# Abandoned Hotel Movie Set, Jeju (South Korea)



## jamierbw (Feb 27, 2014)

Hello. This is my first post on this site, but I thought I would like to share this interesting place that I found on the island of Jeju. It is an abandoned movie set full still full of props. The bar is stocked with fake alcohol, there are plastic cakes on the tables, and it pretty much looks like a swish fancy place to stay. Except that there aren't any rooms and some doors lead to nothing. Anyway, here are some pictures. If anyone wants to know more about where it is, I embedded a map (that I didn't make) here: www.greatbigscaryworld.com/abandoned-hotel-movie-set-jeju/


----------



## krela (Feb 27, 2014)

What a great first post, thank you for sharing!


----------



## UEP-Wales (Feb 27, 2014)

Wow! That's pretty awesome!


----------



## UrbanX (Feb 27, 2014)

That is unreal! I've never seen anything like it. 
Cheers for sharing!


----------



## DirtyJigsaw (Feb 27, 2014)

Stunning! nice shots


----------



## LittleOz (Feb 27, 2014)

First report I've seen from South Korea. Really different and beautifully shot. Welcome to DP.


----------



## Stealthstar79 (Feb 27, 2014)

Fab first post , really different and great pics!


----------



## mockingbird (Feb 27, 2014)

Awesome! no other words describe it, hope ur next posts in the future are just as good


----------



## DJhooker (Feb 27, 2014)

holy cow that's ace, i want a house with doors that lead to nothing!


----------



## flyboys90 (Feb 27, 2014)

I could live here its amazing!


----------



## Paulytwotanks (Feb 27, 2014)

Love it!

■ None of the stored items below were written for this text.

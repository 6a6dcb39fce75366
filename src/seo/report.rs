use serde::{Deserialize, Serialize};

use super::rules::Check;

/// SEO result for a single analyzed theme file.
#[derive(Debug, Clone, PartialEq, Serialize, Deserialize)]
pub struct FindingSet {
    pub asset_key: String,
    pub issues: Vec<String>,
    pub warnings: Vec<String>,
    pub checks_passed: Vec<String>,
    pub score: f64,
    #[serde(default, skip_serializing_if = "Option::is_none")]
    pub error: Option<String>,
}

impl FindingSet {
    /// Build a finding set from classified checks, preserving their order
    /// within each bucket.
    pub fn from_checks(asset_key: &str, checks: impl IntoIterator<Item = Check>) -> Self {
        let mut issues = Vec::new();
        let mut warnings = Vec::new();
        let mut checks_passed = Vec::new();

        for check in checks {
            match check {
                Check::Issue(msg) => issues.push(msg),
                Check::Warning(msg) => warnings.push(msg),
                Check::Passed(msg) => checks_passed.push(msg),
            }
        }

        let score = score(issues.len(), warnings.len(), checks_passed.len());
        Self {
            asset_key: asset_key.to_string(),
            issues,
            warnings,
            checks_passed,
            score,
            error: None,
        }
    }

    /// A document that could not be analyzed at all.
    pub fn failed(asset_key: &str, error: impl Into<String>) -> Self {
        Self {
            asset_key: asset_key.to_string(),
            issues: Vec::new(),
            warnings: Vec::new(),
            checks_passed: Vec::new(),
            score: 0.0,
            error: Some(error.into()),
        }
    }

    pub fn is_error(&self) -> bool {
        self.error.is_some()
    }
}

#[derive(Debug, Clone, Default, PartialEq, Eq, Serialize, Deserialize)]
pub struct ReportSummary {
    pub total_issues: usize,
    pub total_warnings: usize,
    pub total_passed: usize,
}

/// Theme-wide report folded from per-file finding sets.
#[derive(Debug, Clone, PartialEq, Serialize, Deserialize)]
pub struct AggregateReport {
    pub shop: String,
    pub theme_id: String,
    pub files_analyzed: usize,
    pub overall_score: f64,
    pub summary: ReportSummary,
    pub results: Vec<FindingSet>,
}

/// Percentage of passed checks, rounded to two decimals with ties going to
/// the even digit. Zero when nothing was checked.
pub fn score(issues: usize, warnings: usize, passed: usize) -> f64 {
    let total = issues + warnings + passed;
    if total == 0 {
        return 0.0;
    }
    let raw = passed as f64 / total as f64 * 100.0;
    (raw * 100.0).round_ties_even() / 100.0
}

And good photo's too.


----------



## night crawler (Feb 27, 2014)

Wonder what film it was used for


----------



## 0xygen (Feb 27, 2014)

This place looks awesome plus I don't think I've seen any reports on derelict movie sets - certainly not on this magnitude! Excellent report, thanks for sharing!

-0xy


----------



## Catmandoo (Feb 28, 2014)

Out of this world!


----------



## jamierbw (Feb 28, 2014)

Thanks for the positive feedback. I will share some more abandoned places from South Korea very soon.


----------



## GPSJim (Feb 28, 2014)

Wow, looks awesome and some great pics!


----------



## TeeJF (Feb 28, 2014)

Oy! What were you doing in my hall???

Nice pics!


----------